Instructions to follow: What lines in this listing contain the string "refreshed"? Report each one by copying it.

Source data:
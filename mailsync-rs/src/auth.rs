//! Credential handling for the remote mailbox API.
//!
//! Loads a previously provisioned OAuth2 token from the account's data
//! directory and refreshes it against the token endpoint when expired.
//! Interactive consent is out of scope: a missing or unrefreshable token is a
//! fatal precondition, surfaced before any sync state is touched.

use crate::config::AccountConfig;
use crate::error::{Result, SyncError};
use chrono::{DateTime, Duration, Utc};
use serde::{Deserialize, Serialize};
use std::path::{Path, PathBuf};
use tracing::{debug, info};

/// Name of the token file inside an account's data directory.
pub const TOKEN_FILE_NAME: &str = "token.json";

/// OAuth2 token endpoint for Google accounts.
const TOKEN_ENDPOINT: &str = "https://oauth2.googleapis.com/token";

/// Refresh this long before the recorded expiry to absorb clock skew.
const EXPIRY_MARGIN_SECS: i64 = 60;

#[derive(Debug, Clone, Serialize, Deserialize)]
pub struct Credentials {
    pub access_token: String,
    pub refresh_token: Option<String>,
    pub expires_at: Option<DateTime<Utc>>,
}

#[derive(Debug, Deserialize)]
struct RefreshResponse {
    access_token: String,
    #[serde(default)]
    expires_in: Option<i64>,
}

impl Credentials {
    pub fn is_expired(&self) -> bool {
        match self.expires_at {
            Some(at) => Utc::now() + Duration::seconds(EXPIRY_MARGIN_SECS) >= at,
            None => false,
        }
    }

    fn load(path: &Path) -> Result<Credentials> {
        let raw = std::fs::read_to_string(path).map_err(|e| {
            SyncError::Credential(format!(
                "no usable token at {} ({}); provision one for this account first",
                path.display(),
                e
            ))
        })?;
        serde_json::from_str(&raw)
            .map_err(|e| SyncError::Credential(format!("malformed token file: {}", e)))
    }

    fn save(&self, path: &Path) -> Result<()> {
        let raw = serde_json::to_string_pretty(self)?;
        std::fs::write(path, raw).map_err(|e| {
            SyncError::Credential(format!("failed to save token to {}: {}", path.display(), e))
        })
    }
}

fn token_path(data_dir: &Path) -> PathBuf {
    data_dir.join(TOKEN_FILE_NAME)
}

/// Retrieve valid credentials for `account`, refreshing and re-persisting the
/// stored token when it has expired.
pub async fn get_credentials(account: &AccountConfig) -> Result<Credentials> {
    let path = token_path(&account.data_dir);
    let mut creds = Credentials::load(&path)?;

    if !creds.is_expired() {
        debug!(account = %account.name, "stored token still valid");
        return Ok(creds);
    }

    let refresh_token = creds.refresh_token.clone().ok_or_else(|| {
        SyncError::Credential("token expired and no refresh token available".to_string())
    })?;

    info!(account = %account.name, "access token expired, refreshing");

    let client = reqwest::Client::new();
    let response = client
        .post(TOKEN_ENDPOINT)
        .form(&[
            ("client_id", account.client_id.as_str()),
            ("client_secret", account.client_secret.as_str()),
            ("refresh_token", refresh_token.as_str()),
            ("grant_type", "refresh_token"),
        ])
        .send()
        .await
        .map_err(|e| SyncError::Credential(format!("token refresh request failed: {}", e)))?;

    if !response.status().is_success() {
        return Err(SyncError::Credential(format!(
            "token refresh rejected with HTTP {}",
            response.status()
        )));
    }

    let refreshed: RefreshResponse = response
        .json()
        .await
        .map_err(|e| SyncError::Credential(format!("malformed token refresh response: {}", e)))?;

    creds.access_token = refreshed.access_token;
    creds.expires_at = refreshed
        .expires_in
        .map(|secs| Utc::now() + Duration::seconds(secs));
    creds.save(&path)?;

    Ok(creds)
}

#[cfg(test)]
mod tests {
    use super::*;

    fn creds(expires_at: Option<DateTime<Utc>>) -> Credentials {
        Credentials {
            access_token: "at".to_string(),
            refresh_token: Some("rt".to_string()),
            expires_at,
        }
    }

    #[test]
    fn token_without_expiry_never_expires() {
        assert!(!creds(None).is_expired());
    }

    #[test]
    fn token_expiring_soon_counts_as_expired() {
        // Inside the refresh margin.
        assert!(creds(Some(Utc::now() + Duration::seconds(30))).is_expired());
        assert!(creds(Some(Utc::now() - Duration::hours(1))).is_expired());
        assert!(!creds(Some(Utc::now() + Duration::hours(1))).is_expired());
    }

    #[test]
    fn token_file_round_trip() {
        let dir = tempfile::tempdir().unwrap();
        let path = token_path(dir.path());

        let original = creds(Some(Utc::now() + Duration::hours(1)));
        original.save(&path).unwrap();

        let loaded = Credentials::load(&path).unwrap();
        assert_eq!(loaded.access_token, original.access_token);
        assert_eq!(loaded.refresh_token, original.refresh_token);
    }

    #[test]
    fn missing_token_is_a_credential_error() {
        let dir = tempfile::tempdir().unwrap();
        let err = Credentials::load(&token_path(dir.path())).unwrap_err();
        assert!(matches!(err, SyncError::Credential(_)));
    }
}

Solution to the exercise:
    let refreshed: RefreshResponse = response
    creds.access_token = refreshed.access_token;
    creds.expires_at = refreshed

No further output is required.